(Stored items)
+ + +
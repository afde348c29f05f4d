use serde::{Deserialize, Serialize};

/// One position report.
///
/// `record` holds every field of the original row, in header order, so that
/// filtering never touches attributes it does not understand (timestamp,
/// vessel identifier, course over ground, ...).
#[derive(Debug, Clone, PartialEq, Serialize, Deserialize)]
pub struct TrackPoint {
    pub latitude: f64,
    pub longitude: f64,
    pub record: Vec<String>,
}

impl TrackPoint {
    pub fn new(latitude: f64, longitude: f64) -> Self {
        Self {
            latitude,
            longitude,
            record: Vec::new(),
        }
    }

    pub fn with_record(latitude: f64, longitude: f64, record: Vec<String>) -> Self {
        Self {
            latitude,
            longitude,
            record,
        }
    }

    pub fn field(&self, index: usize) -> Option<&str> {
        self.record.get(index).map(String::as_str)
    }
}

/// Ordered sequence of position reports of one vessel. The order is the order
/// of the input file, it is assumed (not checked) to be chronological.
#[derive(Debug, Clone, Default, PartialEq, Serialize, Deserialize)]
pub struct Trajectory {
    pub headers: Vec<String>,
    pub points: Vec<TrackPoint>,
}

impl Trajectory {
    pub fn new(headers: Vec<String>, points: Vec<TrackPoint>) -> Self {
        Self { headers, points }
    }

    pub fn from_points(points: Vec<TrackPoint>) -> Self {
        Self {
            headers: Vec::new(),
            points,
        }
    }

    pub fn len(&self) -> usize {
        self.points.len()
    }

    pub fn is_empty(&self) -> bool {
        self.points.is_empty()
    }

    pub fn column_index(&self, name: &str) -> Option<usize> {
        self.headers.iter().position(|header| header == name)
    }

    /// Value of column `name` in the first point.
    pub fn first_value(&self, name: &str) -> Option<&str> {
        let index = self.column_index(name)?;
        self.points.first()?.field(index)
    }

    pub fn first(&self) -> Option<&TrackPoint> {
        self.points.first()
    }

    pub fn last(&self) -> Option<&TrackPoint> {
        self.points.last()
    }

    /// Splits into `[0, index)` and `[index, len)`, both keeping the headers.
    pub fn split_at(self, index: usize) -> (Trajectory, Trajectory) {
        let Trajectory {
            headers,
            mut points,
        } = self;
        let tail = points.split_off(index.min(points.len()));
        (
            Trajectory::new(headers.clone(), points),
            Trajectory::new(headers, tail),
        )
    }

    /// Appends the points of `other`. The headers of `self` are kept.
    pub fn concat(mut self, other: Trajectory) -> Trajectory {
        self.points.extend(other.points);
        self
    }
}

#[cfg(test)]
mod tests {
    use super::*;

    fn trajectory(n: usize) -> Trajectory {
        let points = (0..n)
            .map(|i| {
                TrackPoint::with_record(
                    i as f64,
                    0.0,
                    vec![i.to_string(), format!("{i}.0"), "0.0".to_owned()],
                )
            })
            .collect();
        Trajectory::new(
            vec!["id".to_owned(), "Latitude".to_owned(), "Longitude".to_owned()],
            points,
        )
    }

    #[test]
    fn split_and_concat_restore_order() {
        let original = trajectory(5);
        let (head, tail) = original.clone().split_at(2);
        assert_eq!(head.len(), 2);
        assert_eq!(tail.len(), 3);
        assert_eq!(tail.headers, original.headers);
        assert_eq!(head.concat(tail), original);
    }

    #[test]
    fn split_beyond_end_is_clamped() {
        let (head, tail) = trajectory(3).split_at(10);
        assert_eq!(head.len(), 3);
        assert!(tail.is_empty());
    }

    #[test]
    fn first_value_reads_named_column() {
        let t = trajectory(3);
        assert_eq!(t.column_index("Latitude"), Some(1));
        assert_eq!(t.first_value("id"), Some("0"));
        assert_eq!(t.first_value("MMSI"), None);
    }
}
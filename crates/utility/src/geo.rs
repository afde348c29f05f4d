use serde::{Deserialize, Serialize};

pub const EARTH_RADIUS_M: f64 = 6_371_000.0;

fn to_radians(degrees: f64) -> f64 {
    degrees * std::f64::consts::PI / 180.0
}

fn to_degrees(radians: f64) -> f64 {
    radians * 180.0 / std::f64::consts::PI
}

/// Whether the pair is a position on earth. AIS encodes an unknown position
/// as latitude 91 and longitude 181, which this rejects.
pub fn is_valid_coordinate(latitude: f64, longitude: f64) -> bool {
    (-90.0..=90.0).contains(&latitude) && (-180.0..=180.0).contains(&longitude)
}

/// Great-circle distance in meters on a sphere of radius [`EARTH_RADIUS_M`].
pub fn haversine_distance(
    latitude_1: f64,
    longitude_1: f64,
    latitude_2: f64,
    longitude_2: f64,
) -> f64 {
    let lat1_rad = to_radians(latitude_1);
    let lon1_rad = to_radians(longitude_1);
    let lat2_rad = to_radians(latitude_2);
    let lon2_rad = to_radians(longitude_2);

    let dlat = lat2_rad - lat1_rad;
    let dlon = lon2_rad - lon1_rad;

    let a = (dlat / 2.0).sin().powi(2)
        + lat1_rad.cos() * lat2_rad.cos() * (dlon / 2.0).sin().powi(2);
    let c = 2.0 * a.sqrt().atan2((1.0 - a).sqrt());

    EARTH_RADIUS_M * c
}

/// Axis aligned latitude/longitude box.
#[derive(Debug, Clone, Copy, PartialEq, Serialize, Deserialize)]
#[serde(rename_all = "camelCase")]
pub struct GeoBounds {
    pub min_latitude: f64,
    pub max_latitude: f64,
    pub min_longitude: f64,
    pub max_longitude: f64,
}

impl GeoBounds {
    pub fn new(
        min_latitude: f64,
        max_latitude: f64,
        min_longitude: f64,
        max_longitude: f64,
    ) -> Self {
        Self {
            min_latitude,
            max_latitude,
            min_longitude,
            max_longitude,
        }
    }

    /// Bounds containing nothing. Extending it with a point yields the point.
    pub fn empty() -> Self {
        Self::new(f64::INFINITY, f64::NEG_INFINITY, f64::INFINITY, f64::NEG_INFINITY)
    }

    pub fn is_empty(&self) -> bool {
        self.min_latitude > self.max_latitude || self.min_longitude > self.max_longitude
    }

    pub fn extend(&mut self, latitude: f64, longitude: f64) {
        self.min_latitude = self.min_latitude.min(latitude);
        self.max_latitude = self.max_latitude.max(latitude);
        self.min_longitude = self.min_longitude.min(longitude);
        self.max_longitude = self.max_longitude.max(longitude);
    }

    pub fn merge(self, other: GeoBounds) -> GeoBounds {
        if other.is_empty() {
            return self;
        }
        let mut merged = self;
        merged.extend(other.min_latitude, other.min_longitude);
        merged.extend(other.max_latitude, other.max_longitude);
        merged
    }

    /// Strict interior test, points on the border are outside.
    pub fn contains(&self, latitude: f64, longitude: f64) -> bool {
        latitude > self.min_latitude
            && latitude < self.max_latitude
            && longitude > self.min_longitude
            && longitude < self.max_longitude
    }

    /// Square region of `radius_m` meters around a point. Longitude bounds
    /// are widened with latitude.
    pub fn around(latitude: f64, longitude: f64, radius_m: f64) -> GeoBounds {
        let lat_rad = to_radians(latitude);
        let lon_rad = to_radians(longitude);

        let dlat = radius_m / EARTH_RADIUS_M;
        let dlon = radius_m / (EARTH_RADIUS_M * lat_rad.cos());

        GeoBounds::new(
            to_degrees(lat_rad - dlat),
            to_degrees(lat_rad + dlat),
            to_degrees(lon_rad - dlon),
            to_degrees(lon_rad + dlon),
        )
    }

    /// Grows degenerate extents (a single point, a meridian) to `radius_m`
    /// meters around their center so they can be used as plot axes.
    pub fn padded(self, radius_m: f64) -> GeoBounds {
        let around = GeoBounds::around(
            (self.min_latitude + self.max_latitude) / 2.0,
            (self.min_longitude + self.max_longitude) / 2.0,
            radius_m,
        );
        let mut padded = self;
        if padded.max_latitude - padded.min_latitude < f64::EPSILON {
            padded.min_latitude = around.min_latitude;
            padded.max_latitude = around.max_latitude;
        }
        if padded.max_longitude - padded.min_longitude < f64::EPSILON {
            padded.min_longitude = around.min_longitude;
            padded.max_longitude = around.max_longitude;
        }
        padded
    }
}

impl Default for GeoBounds {
    fn default() -> Self {
        Self::empty()
    }
}

impl FromIterator<(f64, f64)> for GeoBounds {
    fn from_iter<I: IntoIterator<Item = (f64, f64)>>(iter: I) -> Self {
        let mut bounds = GeoBounds::empty();
        for (latitude, longitude) in iter {
            bounds.extend(latitude, longitude);
        }
        bounds
    }
}

#[cfg(test)]
mod tests {
    use super::*;

    #[test]
    fn haversine_is_zero_for_identical_points() {
        assert_eq!(haversine_distance(54.32, 10.13, 54.32, 10.13), 0.0);
    }

    #[test]
    fn haversine_kiel_to_copenhagen() {
        // roughly 216 km
        let distance = haversine_distance(54.3233, 10.1228, 55.6761, 12.5683);
        assert!((distance - 216_000.0).abs() < 10_000.0, "{distance}");
    }

    #[test]
    fn unavailable_position_is_not_a_coordinate() {
        assert!(is_valid_coordinate(57.0, 10.5));
        assert!(is_valid_coordinate(-90.0, 180.0));
        assert!(!is_valid_coordinate(91.0, 10.5));
        assert!(!is_valid_coordinate(57.0, 181.0));
        assert!(!is_valid_coordinate(57.0, -180.5));
    }

    #[test]
    fn haversine_is_symmetric() {
        let there = haversine_distance(57.0, 9.5, 56.6, 11.8);
        let back = haversine_distance(56.6, 11.8, 57.0, 9.5);
        assert!((there - back).abs() < 1e-6);
    }

    #[test]
    fn bounds_extend_and_merge() {
        let a: GeoBounds = [(56.0, 9.0), (57.0, 10.0)].into_iter().collect();
        let b: GeoBounds = [(55.5, 11.0)].into_iter().collect();
        let merged = a.merge(b);
        assert_eq!(merged, GeoBounds::new(55.5, 57.0, 9.0, 11.0));
        assert_eq!(a.merge(GeoBounds::empty()), a);
    }

    #[test]
    fn contains_excludes_border() {
        let bounds = GeoBounds::new(56.0, 58.0, 9.0, 12.0);
        assert!(bounds.contains(57.0, 10.0));
        assert!(!bounds.contains(56.0, 10.0));
        assert!(!bounds.contains(57.0, 12.5));
    }

    #[test]
    fn empty_bounds() {
        assert!(GeoBounds::empty().is_empty());
        assert!(!GeoBounds::from_iter([(1.0, 2.0)]).is_empty());
    }

    #[test]
    fn padded_single_point() {
        let bounds = GeoBounds::from_iter([(56.0, 10.0)]).padded(1_000.0);
        assert!(bounds.contains(56.0, 10.0));
        assert!(bounds.max_latitude - bounds.min_latitude > 0.017);
    }

    #[test]
    fn around_is_wider_in_longitude_up_north() {
        let bounds = GeoBounds::around(57.0, 10.5, 5_000.0);
        assert!(bounds.contains(57.0, 10.5));
        let height = bounds.max_latitude - bounds.min_latitude;
        let width = bounds.max_longitude - bounds.min_longitude;
        assert!(width > height);
    }
}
+ + +
• Instructions for the task
Make a list of all lines in the data that contain "impl".

• Solution for this problem
impl TrackPoint {
impl Trajectory {
impl GeoBounds {
impl Default for GeoBounds {
impl FromIterator<(f64, f64)> for GeoBounds {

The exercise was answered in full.